WORK REQUIRED —
Say how many lines of the data contain "MealRecord", and nothing more.

=== Begin Enclosure ===

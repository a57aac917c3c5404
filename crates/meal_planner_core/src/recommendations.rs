//! crates/meal_planner_core/src/recommendations.rs
//!
//! Scores catalog dishes the user has not eaten recently for a given meal type.

use crate::domain::{DishSnapshot, MealRecord, MealType, RecommendedDish, Recommendations};
use crate::window::DateWindow;
use chrono::NaiveDate;
use std::collections::HashMap;
use uuid::Uuid;

/// How many dishes a single response carries.
pub const MAX_RECOMMENDATIONS: usize = 5;

const BASE_SCORE: f64 = 0.6;
const CUISINE_MATCH_BONUS: f64 = 0.3;
const LIGHT_MEAL_BONUS: f64 = 0.1;
const LIGHT_MEAL_CALORIES: i32 = 600;
const FALLBACK_SCORE: f64 = 0.5;
const FALLBACK_REASON: &str = "Popular dish to try";

/// What the user ate for one meal type inside the lookback window.
#[derive(Debug, Default)]
struct Preferences {
    dish_ids: HashMap<Uuid, usize>,
    cuisines: HashMap<String, usize>,
}

impl Preferences {
    fn from_history(meals: &[MealRecord], meal_type: MealType, window: &DateWindow) -> Self {
        let mut prefs = Preferences::default();
        for meal in meals
            .iter()
            .filter(|m| m.meal_type == meal_type && window.contains(&m.date))
        {
            *prefs.dish_ids.entry(meal.dish.id).or_default() += 1;
            *prefs.cuisines.entry(meal.dish.cuisine.clone()).or_default() += 1;
        }
        prefs
    }

    fn has_eaten(&self, dish_id: &Uuid) -> bool {
        self.dish_ids.contains_key(dish_id)
    }

    fn likes_cuisine(&self, cuisine: &str) -> bool {
        self.cuisines.contains_key(cuisine)
    }
}

/// Recommends up to `max_results` dishes from `candidates` for `meal_type` on `date`.
///
/// Dishes eaten for the same meal type within the lookback window are never
/// suggested. The rest are ranked by score, highest first, keeping catalog order
/// among equal scores. If nothing is left, the head of the catalog is returned
/// with a flat fallback score.
pub fn recommend(
    recent_meals: &[MealRecord],
    candidates: &[DishSnapshot],
    meal_type: MealType,
    date: NaiveDate,
    max_results: usize,
) -> Recommendations {
    let window = DateWindow::lookback(date);
    let prefs = Preferences::from_history(recent_meals, meal_type, &window);

    let mut scored: Vec<RecommendedDish> = candidates
        .iter()
        .filter(|dish| !prefs.has_eaten(&dish.id))
        .map(|dish| score_candidate(dish, &prefs))
        .collect();
    // `sort_by` is stable, so catalog order survives among equal scores.
    scored.sort_by(|a, b| b.score.total_cmp(&a.score));
    scored.truncate(max_results);

    let recommendations = if scored.is_empty() {
        candidates
            .iter()
            .take(max_results)
            .map(|dish| to_recommended(dish, FALLBACK_SCORE, FALLBACK_REASON.to_string()))
            .collect()
    } else {
        scored
    };

    let has_history = recent_meals.iter().any(|m| window.contains(&m.date));
    let reason = if has_history {
        format!("Recommendations for {meal_type} based on your recent meal history")
    } else {
        format!("Popular {meal_type} recommendations to get you started")
    };

    Recommendations {
        recommendations,
        reason,
    }
}

fn score_candidate(dish: &DishSnapshot, prefs: &Preferences) -> RecommendedDish {
    let cuisine_match = prefs.likes_cuisine(&dish.cuisine);

    let mut score = BASE_SCORE;
    if cuisine_match {
        score += CUISINE_MATCH_BONUS;
    }
    if dish.calories > 0 && dish.calories < LIGHT_MEAL_CALORIES {
        score += LIGHT_MEAL_BONUS;
    }

    let reason = if cuisine_match {
        format!("You enjoyed {} cuisine recently", dish.cuisine)
    } else {
        "Trying something new based on your dietary patterns".to_string()
    };

    to_recommended(dish, score.clamp(0.0, 1.0), reason)
}

fn to_recommended(dish: &DishSnapshot, score: f64, reason: String) -> RecommendedDish {
    RecommendedDish {
        dish_id: dish.id,
        dish_name: dish.name.clone(),
        cuisine: dish.cuisine.clone(),
        calories: dish.calories,
        score,
        reason,
        image: dish.image.clone(),
        prep_time: dish.prep_time,
        difficulty: dish.difficulty.clone(),
    }
}

#[cfg(test)]
mod tests {
    use super::*;
    use crate::test_support::{dish, meal};

    fn target() -> NaiveDate {
        NaiveDate::from_ymd_opt(2024, 8, 31).unwrap()
    }

    #[test]
    fn eaten_dishes_are_never_recommended() {
        let dosa = dish("Masala Dosa", "South Indian", 380);
        let idli = dish("Idli", "South Indian", 150);
        let paratha = dish("Aloo Paratha", "Punjabi", 620);
        let history = vec![meal(2024, 8, 20, MealType::Breakfast, &dosa)];
        let catalog = vec![dosa.clone(), idli.clone(), paratha.clone()];

        let result = recommend(&history, &catalog, MealType::Breakfast, target(), MAX_RECOMMENDATIONS);

        assert!(result.recommendations.iter().all(|r| r.dish_id != dosa.id));
        assert_eq!(result.recommendations.len(), 2);
        assert_eq!(
            result.reason,
            "Recommendations for breakfast based on your recent meal history"
        );
    }

    #[test]
    fn scores_combine_cuisine_and_light_meal_bonuses() {
        let dosa = dish("Masala Dosa", "South Indian", 380);
        let idli = dish("Idli", "South Indian", 150);
        let uttapam = dish("Uttapam", "South Indian", 700);
        let paratha = dish("Aloo Paratha", "Punjabi", 620);
        let poha = dish("Poha", "Maharashtrian", 250);
        let history = vec![meal(2024, 8, 30, MealType::Breakfast, &dosa)];
        let catalog = vec![paratha.clone(), poha.clone(), uttapam.clone(), idli.clone()];

        let result = recommend(&history, &catalog, MealType::Breakfast, target(), MAX_RECOMMENDATIONS);

        let ranked: Vec<_> = result
            .recommendations
            .iter()
            .map(|r| (r.dish_name.as_str(), r.score))
            .collect();
        assert_eq!(ranked[0].0, "Idli");
        assert!((ranked[0].1 - 1.0).abs() < 1e-9);
        assert_eq!(ranked[1].0, "Uttapam");
        assert!((ranked[1].1 - 0.9).abs() < 1e-9);
        assert_eq!(ranked[2].0, "Poha");
        assert!((ranked[2].1 - 0.7).abs() < 1e-9);
        assert_eq!(ranked[3], ("Aloo Paratha", 0.6));
        assert_eq!(result.recommendations[0].reason, "You enjoyed South Indian cuisine recently");
        assert_eq!(
            result.recommendations[3].reason,
            "Trying something new based on your dietary patterns"
        );
    }

    #[test]
    fn other_meal_types_do_not_exclude_or_boost() {
        let biryani = dish("Biryani", "Hyderabadi", 650);
        let history = vec![meal(2024, 8, 25, MealType::Dinner, &biryani)];

        let result = recommend(&history, &[biryani.clone()], MealType::Lunch, target(), MAX_RECOMMENDATIONS);

        assert_eq!(result.recommendations.len(), 1);
        assert_eq!(result.recommendations[0].dish_id, biryani.id);
        assert_eq!(result.recommendations[0].score, 0.6);
    }

    #[test]
    fn meals_outside_lookback_window_are_ignored() {
        let khichdi = dish("Khichdi", "Gujarati", 300);
        let history = vec![meal(2024, 7, 31, MealType::Dinner, &khichdi)];

        let result = recommend(&history, &[khichdi.clone()], MealType::Dinner, target(), MAX_RECOMMENDATIONS);

        assert_eq!(result.recommendations[0].dish_id, khichdi.id);
        assert_eq!(result.recommendations[0].reason, "Trying something new based on your dietary patterns");
        assert_eq!(result.reason, "Popular dinner recommendations to get you started");
    }

    #[test]
    fn falls_back_to_catalog_head_when_everything_was_eaten() {
        let catalog: Vec<_> = (0..7).map(|i| dish(&format!("Dish {i}"), "Bengali", 400)).collect();
        let history: Vec<_> = catalog
            .iter()
            .map(|d| meal(2024, 8, 15, MealType::Lunch, d))
            .collect();

        let result = recommend(&history, &catalog, MealType::Lunch, target(), MAX_RECOMMENDATIONS);

        assert_eq!(result.recommendations.len(), MAX_RECOMMENDATIONS);
        for (rec, dish) in result.recommendations.iter().zip(&catalog) {
            assert_eq!(rec.dish_id, dish.id);
            assert_eq!(rec.score, 0.5);
            assert_eq!(rec.reason, "Popular dish to try");
        }
    }

    #[test]
    fn results_are_capped_and_scores_bounded() {
        let catalog: Vec<_> = (0..9)
            .map(|i| dish(&format!("Dish {i}"), "Kerala", 100 * (i + 1)))
            .collect();

        let result = recommend(&[], &catalog, MealType::Snack, target(), MAX_RECOMMENDATIONS);

        assert_eq!(result.recommendations.len(), MAX_RECOMMENDATIONS);
        assert!(result
            .recommendations
            .iter()
            .all(|r| (0.0..=1.0).contains(&r.score)));
    }

    #[test]
    fn empty_catalog_yields_no_recommendations() {
        let result = recommend(&[], &[], MealType::Breakfast, target(), MAX_RECOMMENDATIONS);
        assert!(result.recommendations.is_empty());
    }
}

=== End Enclosure ===

TASK SOLUTION —
3